LINES="${1:-100000}"
BIN="${2:-target/release/shipsafe}"

if [ ! -x "$BIN" ]; then
  echo "building release binary..."
  cargo build --release
fi

WORK_DIR="$(mktemp -d)"
trap 'rm -rf "$WORK_DIR"' EXIT

echo "Generating synthetic repository (~${LINES} lines) in ${WORK_DIR} ..."
python3 - "$WORK_DIR" "$LINES" <<'PYEOF'
import os, sys

root, total_lines = sys.argv[1], int(sys.argv[2])

# Realistic mix: Python web handlers, JS modules, Go services.
py_tmpl = """def handler_{i}(request, cursor):
    user_id = request.args.get("id")
    name = sanitize(request.args.get("name"))
    cursor.execute("SELECT * FROM table_{i} WHERE id = %s", (user_id,))
    result = {{"id": user_id, "name": name, "index": {i}}}
    if result["id"] is None:
        raise ValueError("missing id for handler {i}")
    return result
"""

js_tmpl = """export function component{i}(props) {{
  const items = (props.items || []).map((x) => x * {i});
  const total = items.reduce((a, b) => a + b, 0);
  if (total < 0) {{
    throw new Error("negative total in component{i}");
  }}
  return {{ items, total, label: `component-{i}` }};
}}
"""

go_tmpl = """func Service{i}(ctx context.Context, id string) (string, error) {{
\tif id == "" {{
\t\treturn "", fmt.Errorf("service{i}: empty id")
\t}}
\tresult := process{i}(id)
\treturn result, nil
}}

func process{i}(id string) string {{
\treturn id + "-{i}"
}}
"""

lines_written = 0
i = 0
os.makedirs(f"{root}/src/py", exist_ok=True)
os.makedirs(f"{root}/src/js", exist_ok=True)
os.makedirs(f"{root}/src/go", exist_ok=True)
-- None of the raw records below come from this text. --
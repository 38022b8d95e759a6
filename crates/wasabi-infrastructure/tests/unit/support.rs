//! Shared test helpers

use std::io;
use std::sync::{Arc, Mutex};
use tracing::Dispatch;
use tracing_subscriber::fmt::MakeWriter;

/// In-memory sink for JSON log lines
#[derive(Clone, Default)]
pub struct CapturedLogs {
    buffer: Arc<Mutex<Vec<u8>>>,
}

impl CapturedLogs {
    /// A dispatch writing every level as JSON into this capture
    pub fn dispatch(&self) -> Dispatch {
        let subscriber = tracing_subscriber::fmt()
            .json()
            .with_max_level(tracing::Level::TRACE)
            .with_writer(self.clone())
            .finish();
        Dispatch::new(subscriber)
    }

    /// Parsed log lines
    pub fn lines(&self) -> Vec<serde_json::Value> {
        let buffer = self.buffer.lock().expect("log buffer poisoned");
        String::from_utf8_lossy(&buffer)
            .lines()
            .filter(|line| !line.trim().is_empty())
            .map(|line| serde_json::from_str(line).expect("log line is JSON"))
            .collect()
    }

    /// Lines whose message equals `message`
    pub fn with_message(&self, message: &str) -> Vec<serde_json::Value> {
        self.lines()
            .into_iter()
            .filter(|line| line["fields"]["message"] == message)
            .collect()
    }

    /// Levels of every captured line, in order
    pub fn levels(&self) -> Vec<String> {
        self.lines()
            .iter()
            .map(|line| line["level"].as_str().unwrap_or_default().to_string())
            .collect()
    }
}

pub struct CaptureWriter {
    buffer: Arc<Mutex<Vec<u8>>>,
}

impl io::Write for CaptureWriter {
    fn write(&mut self, buf: &[u8]) -> io::Result<usize> {
        self.buffer
            .lock()
            .expect("log buffer poisoned")
            .extend_from_slice(buf);
        Ok(buf.len())
    }

    fn flush(&mut self) -> io::Result<()> {
        Ok(())
    }
}

impl<'a> MakeWriter<'a> for CapturedLogs {
    type Writer = CaptureWriter;

    fn make_writer(&'a self) -> Self::Writer {
        CaptureWriter {
            buffer: Arc::clone(&self.buffer),
        }
    }
}
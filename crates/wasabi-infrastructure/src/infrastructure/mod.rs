//! Runtime infrastructure
//!
//! - [`lifecycle`]: ordered start/stop of components, application scope and
//!   shutdown coordination
//! - [`signal`]: process termination signals

pub mod lifecycle;
pub mod signal;

pub use lifecycle::{AppScope, DefaultShutdownCoordinator, Lifecycle};
pub use signal::shutdown_signal;
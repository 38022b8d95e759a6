//! Prometheus instruments for Redis commands

use crate::constants::{REDIS_COMMANDS_METRIC, REDIS_DURATION_METRIC};
use prometheus::{HistogramOpts, HistogramVec, IntCounterVec, Opts, Registry};
use std::time::Duration;
use wasabi_domain::error::Result;
use wasabi_domain::error_ext::ErrorContext;

const REGISTER_FAILED: &str = "Failed to register redis metrics";

/// Command counter and latency histogram, labelled by command name
#[derive(Clone)]
pub struct RedisInstruments {
    commands: IntCounterVec,
    duration: HistogramVec,
}

impl RedisInstruments {
    /// Create the instruments and register them with `registry`
    pub fn register(registry: &Registry) -> Result<Self> {
        let commands = IntCounterVec::new(
            Opts::new(REDIS_COMMANDS_METRIC, "Total number of redis commands"),
            &["command", "status"],
        )
        .context(REGISTER_FAILED)?;
        let duration = HistogramVec::new(
            HistogramOpts::new(REDIS_DURATION_METRIC, "Redis command latency in seconds"),
            &["command"],
        )
        .context(REGISTER_FAILED)?;

        registry
            .register(Box::new(commands.clone()))
            .context(REGISTER_FAILED)?;
        registry
            .register(Box::new(duration.clone()))
            .context(REGISTER_FAILED)?;

        Ok(Self { commands, duration })
    }

    /// Record one command execution
    pub fn observe(&self, command: &str, ok: bool, elapsed: Duration) {
        let status = if ok { "ok" } else { "error" };
        self.commands.with_label_values(&[command, status]).inc();
        self.duration
            .with_label_values(&[command])
            .observe(elapsed.as_secs_f64());
    }
}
py = open(f"{root}/src/py/handlers_0.py", "w")
js = open(f"{root}/src/js/components_0.js", "w")
go = open(f"{root}/src/go/services_0.go", "w")
go.write("package services\n\nimport (\n\t\"context\"\n\t\"fmt\"\n)\n\n")

while lines_written < total_lines:
    if i % 200 == 0 and i > 0:
        for f in (py, js, go):
            f.close()
        n = i // 200
        py = open(f"{root}/src/py/handlers_{n}.py", "w")
        js = open(f"{root}/src/js/components_{n}.js", "w")
        go = open(f"{root}/src/go/services_{n}.go", "w")
        go.write("package services\n\nimport (\n\t\"context\"\n\t\"fmt\"\n)\n\n")
    py.write(py_tmpl.format(i=i))
    js.write(js_tmpl.format(i=i))
    go.write(go_tmpl.format(i=i))
    lines_written += 30
    i += 1

for f in (py, js, go):
    f.close()

# Dependency manifests so SCA has something to scan.
with open(f"{root}/requirements.txt", "w") as f:
    f.write("requests==2.31.0\nflask==3.0.0\npyyaml==6.0.1\n")

print(f"generated ~{lines_written} lines across {i} units")
PYEOF

ACTUAL_LINES=$(find "$WORK_DIR/src" -type f | xargs wc -l | tail -1 | awk '{print $1}')
echo "Actual lines: ${ACTUAL_LINES}"
echo

TIME_CMD="/usr/bin/time -l"   # macOS: -l prints peak RSS
if ! /usr/bin/time -l true 2>/dev/null; then
  TIME_CMD="/usr/bin/time -v" # GNU time
fi

echo "Running: $BIN scan -p $WORK_DIR (sast,sca,secrets)"
START=$(date +%s)
$TIME_CMD "$BIN" scan -p "$WORK_DIR" --fail-on critical 2>&1 \
  | grep -E "real|maximum resident|Maximum resident|Elapsed|検出|findings" || true
END=$(date +%s)
echo
echo "Total wall-clock: $((END - START))s for ${ACTUAL_LINES} lines"